▶ Listed records:
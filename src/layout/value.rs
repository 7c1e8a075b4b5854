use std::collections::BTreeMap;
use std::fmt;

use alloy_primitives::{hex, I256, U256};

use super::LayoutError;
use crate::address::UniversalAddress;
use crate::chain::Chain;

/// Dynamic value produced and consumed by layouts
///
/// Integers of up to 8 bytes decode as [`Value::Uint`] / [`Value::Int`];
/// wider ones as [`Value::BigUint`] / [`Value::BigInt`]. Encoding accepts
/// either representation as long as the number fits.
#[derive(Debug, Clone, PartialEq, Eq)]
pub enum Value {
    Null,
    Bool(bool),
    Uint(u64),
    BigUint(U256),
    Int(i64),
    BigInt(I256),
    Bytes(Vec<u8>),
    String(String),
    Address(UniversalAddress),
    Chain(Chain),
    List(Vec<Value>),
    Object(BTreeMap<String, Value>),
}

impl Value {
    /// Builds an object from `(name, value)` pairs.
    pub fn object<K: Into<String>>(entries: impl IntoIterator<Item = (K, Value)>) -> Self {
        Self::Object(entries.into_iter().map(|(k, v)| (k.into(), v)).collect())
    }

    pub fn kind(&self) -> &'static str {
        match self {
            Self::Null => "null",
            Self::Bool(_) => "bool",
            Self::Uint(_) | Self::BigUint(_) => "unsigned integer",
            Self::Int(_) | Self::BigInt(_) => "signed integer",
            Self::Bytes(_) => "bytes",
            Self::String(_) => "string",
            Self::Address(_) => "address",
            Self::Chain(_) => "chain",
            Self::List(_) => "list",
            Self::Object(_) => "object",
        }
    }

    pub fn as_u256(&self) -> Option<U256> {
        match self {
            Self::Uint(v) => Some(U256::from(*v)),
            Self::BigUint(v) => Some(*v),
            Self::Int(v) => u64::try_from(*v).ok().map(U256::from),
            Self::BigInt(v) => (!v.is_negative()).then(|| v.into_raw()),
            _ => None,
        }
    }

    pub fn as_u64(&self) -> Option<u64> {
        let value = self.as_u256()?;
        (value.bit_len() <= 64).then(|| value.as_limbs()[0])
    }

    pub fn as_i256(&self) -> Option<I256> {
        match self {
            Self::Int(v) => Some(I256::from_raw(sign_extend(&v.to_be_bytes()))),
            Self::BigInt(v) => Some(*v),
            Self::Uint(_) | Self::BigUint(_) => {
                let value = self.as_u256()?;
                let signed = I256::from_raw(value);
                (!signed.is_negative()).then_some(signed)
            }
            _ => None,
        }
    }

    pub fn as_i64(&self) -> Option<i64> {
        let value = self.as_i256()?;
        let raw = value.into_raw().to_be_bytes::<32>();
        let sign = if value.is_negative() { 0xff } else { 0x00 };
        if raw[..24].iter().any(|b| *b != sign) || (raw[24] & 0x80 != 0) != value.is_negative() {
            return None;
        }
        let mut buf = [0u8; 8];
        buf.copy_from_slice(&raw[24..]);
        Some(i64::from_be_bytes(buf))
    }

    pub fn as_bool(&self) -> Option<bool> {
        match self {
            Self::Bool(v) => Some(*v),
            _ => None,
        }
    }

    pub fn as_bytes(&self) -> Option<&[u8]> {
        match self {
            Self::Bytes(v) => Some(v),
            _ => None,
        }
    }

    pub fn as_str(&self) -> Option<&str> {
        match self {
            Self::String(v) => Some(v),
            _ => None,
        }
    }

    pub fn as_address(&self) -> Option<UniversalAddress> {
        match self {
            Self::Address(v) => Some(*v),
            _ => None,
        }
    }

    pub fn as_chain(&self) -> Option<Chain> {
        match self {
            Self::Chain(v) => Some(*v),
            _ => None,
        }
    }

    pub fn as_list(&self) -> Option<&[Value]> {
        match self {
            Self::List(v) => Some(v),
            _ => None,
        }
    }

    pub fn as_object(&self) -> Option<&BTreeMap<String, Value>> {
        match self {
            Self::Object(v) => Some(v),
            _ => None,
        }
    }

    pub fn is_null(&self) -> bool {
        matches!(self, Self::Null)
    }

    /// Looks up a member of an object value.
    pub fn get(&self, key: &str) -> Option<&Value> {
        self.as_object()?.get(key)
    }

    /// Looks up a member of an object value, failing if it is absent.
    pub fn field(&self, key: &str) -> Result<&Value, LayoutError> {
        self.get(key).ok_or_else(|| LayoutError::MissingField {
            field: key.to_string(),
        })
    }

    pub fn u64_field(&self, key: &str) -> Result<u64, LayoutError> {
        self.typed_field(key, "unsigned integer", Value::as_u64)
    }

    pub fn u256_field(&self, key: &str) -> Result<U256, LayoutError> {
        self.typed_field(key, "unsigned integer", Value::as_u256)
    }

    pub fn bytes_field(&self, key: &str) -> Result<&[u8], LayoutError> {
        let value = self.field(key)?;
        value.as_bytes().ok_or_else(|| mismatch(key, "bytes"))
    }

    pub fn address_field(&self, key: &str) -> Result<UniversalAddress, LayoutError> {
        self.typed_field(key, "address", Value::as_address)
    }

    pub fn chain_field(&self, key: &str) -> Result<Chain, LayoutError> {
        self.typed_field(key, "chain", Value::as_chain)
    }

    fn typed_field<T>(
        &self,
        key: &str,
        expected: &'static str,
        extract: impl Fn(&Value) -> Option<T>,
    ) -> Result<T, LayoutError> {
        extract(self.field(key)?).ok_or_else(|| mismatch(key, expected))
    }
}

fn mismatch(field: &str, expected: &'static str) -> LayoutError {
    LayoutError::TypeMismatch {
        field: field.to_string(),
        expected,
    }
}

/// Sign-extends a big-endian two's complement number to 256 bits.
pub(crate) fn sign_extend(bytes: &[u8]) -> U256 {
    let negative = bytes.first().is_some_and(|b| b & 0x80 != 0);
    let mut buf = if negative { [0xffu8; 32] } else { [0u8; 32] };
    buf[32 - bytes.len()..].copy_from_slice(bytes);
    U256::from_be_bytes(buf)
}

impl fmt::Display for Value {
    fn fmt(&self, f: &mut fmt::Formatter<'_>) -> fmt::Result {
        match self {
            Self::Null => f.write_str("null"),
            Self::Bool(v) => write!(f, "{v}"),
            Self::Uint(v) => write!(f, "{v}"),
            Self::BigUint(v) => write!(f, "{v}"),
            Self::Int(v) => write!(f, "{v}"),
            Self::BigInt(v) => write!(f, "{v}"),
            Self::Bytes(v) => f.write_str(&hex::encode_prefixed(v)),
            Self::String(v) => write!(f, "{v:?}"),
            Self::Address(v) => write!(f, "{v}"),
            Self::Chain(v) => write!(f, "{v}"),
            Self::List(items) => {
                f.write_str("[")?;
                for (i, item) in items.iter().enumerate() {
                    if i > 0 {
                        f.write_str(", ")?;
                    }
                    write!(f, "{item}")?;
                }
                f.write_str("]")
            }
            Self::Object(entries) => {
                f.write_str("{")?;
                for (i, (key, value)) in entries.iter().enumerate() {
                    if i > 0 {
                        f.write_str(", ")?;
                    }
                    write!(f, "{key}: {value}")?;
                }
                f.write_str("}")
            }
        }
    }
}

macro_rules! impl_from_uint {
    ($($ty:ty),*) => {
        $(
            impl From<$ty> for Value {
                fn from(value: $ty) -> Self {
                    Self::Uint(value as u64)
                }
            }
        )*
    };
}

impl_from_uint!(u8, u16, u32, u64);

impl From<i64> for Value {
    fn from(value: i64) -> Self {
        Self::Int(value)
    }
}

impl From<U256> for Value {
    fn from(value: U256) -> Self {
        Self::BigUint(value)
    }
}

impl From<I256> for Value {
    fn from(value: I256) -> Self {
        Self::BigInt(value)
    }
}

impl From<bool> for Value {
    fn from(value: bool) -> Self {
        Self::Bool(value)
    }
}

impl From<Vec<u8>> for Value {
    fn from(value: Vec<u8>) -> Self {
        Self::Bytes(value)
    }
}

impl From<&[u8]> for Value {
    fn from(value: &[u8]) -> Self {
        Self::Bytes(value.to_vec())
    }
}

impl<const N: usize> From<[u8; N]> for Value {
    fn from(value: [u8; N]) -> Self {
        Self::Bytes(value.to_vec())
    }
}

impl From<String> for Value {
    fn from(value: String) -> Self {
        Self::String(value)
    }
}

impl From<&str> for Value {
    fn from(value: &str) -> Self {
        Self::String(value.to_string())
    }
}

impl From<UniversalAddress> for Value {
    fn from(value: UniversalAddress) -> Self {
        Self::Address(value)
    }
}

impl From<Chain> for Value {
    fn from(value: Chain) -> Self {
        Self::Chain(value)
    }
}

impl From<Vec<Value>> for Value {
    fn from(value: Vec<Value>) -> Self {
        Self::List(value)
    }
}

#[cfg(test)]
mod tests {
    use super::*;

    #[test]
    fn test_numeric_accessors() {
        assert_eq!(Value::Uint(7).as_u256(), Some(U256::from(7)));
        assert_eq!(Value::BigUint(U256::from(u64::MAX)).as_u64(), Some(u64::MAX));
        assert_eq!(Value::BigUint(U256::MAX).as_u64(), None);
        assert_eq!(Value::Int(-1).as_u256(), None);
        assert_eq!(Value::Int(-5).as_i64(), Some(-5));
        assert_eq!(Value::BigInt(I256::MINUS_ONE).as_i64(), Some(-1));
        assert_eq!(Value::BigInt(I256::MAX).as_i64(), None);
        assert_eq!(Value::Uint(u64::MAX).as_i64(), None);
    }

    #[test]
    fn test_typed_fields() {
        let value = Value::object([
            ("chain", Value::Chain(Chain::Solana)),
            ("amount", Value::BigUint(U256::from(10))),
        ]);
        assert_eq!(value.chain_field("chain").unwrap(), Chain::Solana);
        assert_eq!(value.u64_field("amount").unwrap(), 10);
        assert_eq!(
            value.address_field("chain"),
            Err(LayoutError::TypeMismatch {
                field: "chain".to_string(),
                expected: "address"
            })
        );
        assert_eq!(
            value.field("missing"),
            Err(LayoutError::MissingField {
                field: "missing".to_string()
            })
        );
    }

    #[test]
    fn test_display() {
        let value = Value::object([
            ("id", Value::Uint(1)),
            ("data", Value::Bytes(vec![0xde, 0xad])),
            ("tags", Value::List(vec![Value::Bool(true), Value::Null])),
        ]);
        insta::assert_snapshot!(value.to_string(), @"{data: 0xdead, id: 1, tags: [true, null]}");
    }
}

▶ Task statement: All lines of the listing that contain the word "tags" should be copied out.

▶ Exercise answer:
            ("tags", Value::List(vec![Value::Bool(true), Value::Null])),
        insta::assert_snapshot!(value.to_string(), @"{data: 0xdead, id: 1, tags: [true, null]}");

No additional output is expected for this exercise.